Repeat each line, word for word, from the one containing "let inner = Arc::clone(&self.inner);" through the last line of the entries, and include no other output.

╭──

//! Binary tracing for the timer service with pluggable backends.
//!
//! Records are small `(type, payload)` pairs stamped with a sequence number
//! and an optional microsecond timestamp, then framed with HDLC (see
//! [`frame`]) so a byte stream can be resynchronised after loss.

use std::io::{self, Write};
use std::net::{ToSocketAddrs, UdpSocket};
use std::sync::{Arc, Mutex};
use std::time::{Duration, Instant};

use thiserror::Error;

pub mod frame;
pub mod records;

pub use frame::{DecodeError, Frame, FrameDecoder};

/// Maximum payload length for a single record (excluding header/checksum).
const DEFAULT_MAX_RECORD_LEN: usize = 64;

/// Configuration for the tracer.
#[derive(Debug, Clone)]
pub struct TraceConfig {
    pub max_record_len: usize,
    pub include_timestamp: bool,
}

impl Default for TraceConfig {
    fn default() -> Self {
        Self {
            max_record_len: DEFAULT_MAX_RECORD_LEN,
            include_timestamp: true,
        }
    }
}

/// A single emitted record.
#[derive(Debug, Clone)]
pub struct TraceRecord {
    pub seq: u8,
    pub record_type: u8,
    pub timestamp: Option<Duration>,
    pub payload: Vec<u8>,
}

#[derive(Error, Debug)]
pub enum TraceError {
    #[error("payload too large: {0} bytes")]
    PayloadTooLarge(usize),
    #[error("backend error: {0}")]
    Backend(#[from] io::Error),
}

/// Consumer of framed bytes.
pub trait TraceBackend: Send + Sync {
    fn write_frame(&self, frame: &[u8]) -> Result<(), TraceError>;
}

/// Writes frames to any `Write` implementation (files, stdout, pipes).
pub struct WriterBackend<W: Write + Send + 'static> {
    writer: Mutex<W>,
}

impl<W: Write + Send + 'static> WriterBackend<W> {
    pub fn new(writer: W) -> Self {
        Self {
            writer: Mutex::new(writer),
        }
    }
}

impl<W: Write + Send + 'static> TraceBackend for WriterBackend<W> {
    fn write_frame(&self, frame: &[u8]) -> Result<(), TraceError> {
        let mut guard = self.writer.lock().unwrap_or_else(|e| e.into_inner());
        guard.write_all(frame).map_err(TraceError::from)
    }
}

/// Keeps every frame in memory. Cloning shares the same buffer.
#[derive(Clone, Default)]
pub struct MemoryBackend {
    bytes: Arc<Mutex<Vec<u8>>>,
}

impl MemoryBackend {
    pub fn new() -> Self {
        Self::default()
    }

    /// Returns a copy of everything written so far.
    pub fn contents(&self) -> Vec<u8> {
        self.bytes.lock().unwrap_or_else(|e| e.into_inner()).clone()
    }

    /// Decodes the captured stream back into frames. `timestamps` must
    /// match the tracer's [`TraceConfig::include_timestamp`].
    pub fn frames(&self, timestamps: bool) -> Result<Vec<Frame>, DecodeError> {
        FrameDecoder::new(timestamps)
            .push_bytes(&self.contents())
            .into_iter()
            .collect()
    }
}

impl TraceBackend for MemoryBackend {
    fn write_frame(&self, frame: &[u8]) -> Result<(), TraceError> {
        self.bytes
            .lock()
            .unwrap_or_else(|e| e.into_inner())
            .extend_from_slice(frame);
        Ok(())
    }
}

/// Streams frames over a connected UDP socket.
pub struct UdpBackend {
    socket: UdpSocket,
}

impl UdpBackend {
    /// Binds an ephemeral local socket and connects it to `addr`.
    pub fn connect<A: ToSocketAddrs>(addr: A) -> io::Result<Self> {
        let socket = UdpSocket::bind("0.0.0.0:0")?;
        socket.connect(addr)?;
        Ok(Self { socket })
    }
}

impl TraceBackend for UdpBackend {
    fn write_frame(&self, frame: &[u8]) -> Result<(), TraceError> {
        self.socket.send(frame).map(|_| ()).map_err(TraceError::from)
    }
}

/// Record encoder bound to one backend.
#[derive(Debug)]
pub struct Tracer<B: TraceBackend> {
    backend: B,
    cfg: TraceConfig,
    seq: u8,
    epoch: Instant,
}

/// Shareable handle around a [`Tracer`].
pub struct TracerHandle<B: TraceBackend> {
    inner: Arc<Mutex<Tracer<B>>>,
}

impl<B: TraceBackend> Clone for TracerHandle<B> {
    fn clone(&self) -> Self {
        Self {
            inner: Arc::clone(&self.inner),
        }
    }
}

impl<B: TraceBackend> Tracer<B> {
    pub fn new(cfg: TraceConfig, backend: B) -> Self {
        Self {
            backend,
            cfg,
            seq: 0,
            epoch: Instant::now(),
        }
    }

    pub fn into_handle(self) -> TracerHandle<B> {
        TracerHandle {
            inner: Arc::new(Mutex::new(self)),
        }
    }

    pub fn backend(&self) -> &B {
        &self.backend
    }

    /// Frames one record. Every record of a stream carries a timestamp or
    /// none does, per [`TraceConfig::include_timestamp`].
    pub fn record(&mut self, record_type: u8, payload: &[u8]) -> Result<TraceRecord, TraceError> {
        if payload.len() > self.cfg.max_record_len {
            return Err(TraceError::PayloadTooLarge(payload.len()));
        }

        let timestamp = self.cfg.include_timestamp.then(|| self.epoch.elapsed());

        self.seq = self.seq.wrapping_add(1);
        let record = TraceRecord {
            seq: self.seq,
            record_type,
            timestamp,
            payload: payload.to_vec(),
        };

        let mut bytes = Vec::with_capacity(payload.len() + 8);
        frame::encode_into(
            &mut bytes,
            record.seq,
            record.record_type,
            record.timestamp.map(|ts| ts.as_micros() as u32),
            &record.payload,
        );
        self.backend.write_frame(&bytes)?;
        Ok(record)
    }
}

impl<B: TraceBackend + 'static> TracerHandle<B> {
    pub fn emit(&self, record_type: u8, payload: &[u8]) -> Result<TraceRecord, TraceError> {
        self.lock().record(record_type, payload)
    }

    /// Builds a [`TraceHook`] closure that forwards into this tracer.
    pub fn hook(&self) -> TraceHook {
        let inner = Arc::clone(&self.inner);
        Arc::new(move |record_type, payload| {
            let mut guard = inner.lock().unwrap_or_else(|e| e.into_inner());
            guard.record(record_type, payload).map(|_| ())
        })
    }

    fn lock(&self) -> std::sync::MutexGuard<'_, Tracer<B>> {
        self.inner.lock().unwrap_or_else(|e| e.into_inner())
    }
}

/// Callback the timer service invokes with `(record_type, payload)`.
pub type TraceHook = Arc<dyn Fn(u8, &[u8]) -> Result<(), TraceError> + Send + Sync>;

╰──

Task solution
        let inner = Arc::clone(&self.inner);
        Arc::new(move |record_type, payload| {
            let mut guard = inner.lock().unwrap_or_else(|e| e.into_inner());
            guard.record(record_type, payload).map(|_| ())
        })
    }

    fn lock(&self) -> std::sync::MutexGuard<'_, Tracer<B>> {
        self.inner.lock().unwrap_or_else(|e| e.into_inner())
    }
}

/// Callback the timer service invokes with `(record_type, payload)`.
pub type TraceHook = Arc<dyn Fn(u8, &[u8]) -> Result<(), TraceError> + Send + Sync>;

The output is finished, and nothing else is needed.